Filosof besar Islam Shadrul Mutaalihin, berkenaan dengan ayat-ayat yang
berhubungan dengan agama seperti: “Sesungguhnya agama di sisi Allah ialah
Islam” (Qs. Ali Imran [3]: 19), “Barang siapa yang mencari suatu agama
selain Islam maka tidak akan diterima agama darinya, dan di akhirat dia
termasuk orang yang rugi” (Qs. Ali Imran [3]: 85), dan hadits: “Islam adalah
tinggi dan tidak ada yang mengatasinya” menegaskan pandangannya bahwa Islam
menghimpun dan meliputi seluruh (kesempurnaan) agama-agama.[4] 2. Hakikat-hakikat yang disebutkan
dalam al-Qur’an, sebelumnya telah disebutkan dalam Zabur, kitab Maknun, Suhuf
Ulaa, Taurat, dan Injil.
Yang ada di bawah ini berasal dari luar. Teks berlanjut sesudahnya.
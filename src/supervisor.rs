//! Connection supervisor: logs in until it succeeds, then feeds the dispatcher.
//!
//! State moves `Disconnected -> Connecting -> Connected`, falling back to
//! `Disconnected` after each failed attempt. There is no attempt limit.
//! Authentication and network failures are retried alike. Only the supervisor
//! holds the state sender; everyone else gets a read-only receiver.

use crate::config::RetryConfig;
use crate::dispatch::Dispatcher;
use crate::messaging::traits::{InboundStream, Messaging};

use futures::StreamExt as _;
use std::sync::Arc;
use std::time::Duration;
use tokio::sync::watch;

/// Platform session state.
#[derive(Debug, Clone, Copy, PartialEq, Eq)]
pub enum ConnectionState {
    Disconnected,
    Connecting,
    Connected,
}

impl std::fmt::Display for ConnectionState {
    fn fmt(&self, f: &mut std::fmt::Formatter<'_>) -> std::fmt::Result {
        match self {
            ConnectionState::Disconnected => write!(f, "disconnected"),
            ConnectionState::Connecting => write!(f, "connecting"),
            ConnectionState::Connected => write!(f, "connected"),
        }
    }
}

/// Delay schedule between login attempts.
#[derive(Debug, Clone, Copy, PartialEq)]
pub struct RetryPolicy {
    pub initial_delay: Duration,
    pub max_delay: Duration,
    pub backoff_factor: f64,
    /// Warn once every this many failed attempts; the rest log at debug.
    pub warn_every: u64,
}

impl RetryPolicy {
    /// Same delay before every retry.
    pub fn fixed(delay: Duration, warn_every: u64) -> Self {
        Self {
            initial_delay: delay,
            max_delay: delay,
            backoff_factor: 1.0,
            warn_every: warn_every.max(1),
        }
    }

    pub fn from_config(config: &RetryConfig) -> Self {
        Self {
            initial_delay: Duration::from_secs(config.delay_secs),
            max_delay: Duration::from_secs(config.max_delay_secs),
            backoff_factor: config.backoff_factor,
            warn_every: config.warn_every.max(1),
        }
    }

    /// Delay after the `failures`-th consecutive failure (1-based).
    pub fn delay_for(&self, failures: u64) -> Duration {
        let exponent = failures.saturating_sub(1).min(i32::MAX as u64) as i32;
        let scaled = self.initial_delay.as_secs_f64() * self.backoff_factor.powi(exponent);
        if !scaled.is_finite() || scaled >= self.max_delay.as_secs_f64() {
            self.max_delay
        } else {
            Duration::from_secs_f64(scaled)
        }
    }

    pub fn should_warn(&self, failures: u64) -> bool {
        failures % self.warn_every == 0
    }
}

impl Default for RetryPolicy {
    fn default() -> Self {
        Self::fixed(Duration::from_secs(5), 120)
    }
}

/// Owns the platform session for the lifetime of the process.
pub struct Supervisor<M: Messaging> {
    adapter: Arc<M>,
    policy: RetryPolicy,
    state_tx: watch::Sender<ConnectionState>,
}

impl<M: Messaging> Supervisor<M> {
    pub fn new(adapter: Arc<M>, policy: RetryPolicy) -> Self {
        let (state_tx, _state_rx) = watch::channel(ConnectionState::Disconnected);
        Self {
            adapter,
            policy,
            state_tx,
        }
    }

    /// Read-only view of the connection state.
    pub fn state(&self) -> watch::Receiver<ConnectionState> {
        self.state_tx.subscribe()
    }

    pub fn current_state(&self) -> ConnectionState {
        *self.state_tx.borrow()
    }

    fn transition(&self, next: ConnectionState) {
        let previous = self.state_tx.send_replace(next);
        if previous != next {
            tracing::debug!(from = %previous, to = %next, "connection state changed");
        }
    }

    /// Log in, retrying forever, and return the inbound stream.
    pub async fn connect(&self) -> InboundStream {
        let mut failures: u64 = 0;

        loop {
            self.transition(ConnectionState::Connecting);

            match Messaging::start(self.adapter.as_ref()).await {
                Ok(stream) => {
                    self.transition(ConnectionState::Connected);
                    tracing::info!(
                        adapter = Messaging::name(self.adapter.as_ref()),
                        attempts = failures + 1,
                        "connected"
                    );
                    return stream;
                }
                Err(error) => {
                    failures += 1;
                    self.transition(ConnectionState::Disconnected);

                    let delay = self.policy.delay_for(failures);
                    if self.policy.should_warn(failures) {
                        tracing::warn!(
                            attempt = failures,
                            %error,
                            retry_in_secs = delay.as_secs_f64(),
                            "still unable to connect"
                        );
                    } else {
                        tracing::debug!(
                            attempt = failures,
                            %error,
                            retry_in_secs = delay.as_secs_f64(),
                            "connection attempt failed"
                        );
                    }
                    tokio::time::sleep(delay).await;
                }
            }
        }
    }

    /// Connect once, load the upload cache, then hand every inbound message
    /// to the dispatcher on its own task. Returns when the stream ends.
    pub async fn run(self, dispatcher: Arc<Dispatcher>) {
        let mut stream = self.connect().await;
        dispatcher.warm_up().await;

        while let Some(message) = stream.next().await {
            let dispatcher = dispatcher.clone();
            tokio::spawn(async move {
                dispatcher.handle(&message).await;
            });
        }

        self.transition(ConnectionState::Disconnected);
        tracing::warn!("inbound message stream closed");
    }
}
Dan ini menurut Shadrul Mutaalihin bukti atas
komprehensifnya al-Qur’an.[5] Oleh karena itu, dengan memperhatikan
istidlal (reasoning) di atas dapat dikatakan bahwa agama Islam adalah meta
sejarah dan meliputi seluruh agama-agama. 3. Dengan memperhatikan serangkaian
ayat-ayat al-Qur’an dapat dikatakan bahwa agama khâtam mestilah agama
komprehensip dan menyeluruh, seperti ayat yang menyatakan: “Dan (ingatlah) pada
hari (ketika) Kami bangkitkan pada setiap umat seorang saksi atas mereka dari
mereka sendiri, dan Kami datangkan engkau (Muhammad) menjadi saksi atas mereka.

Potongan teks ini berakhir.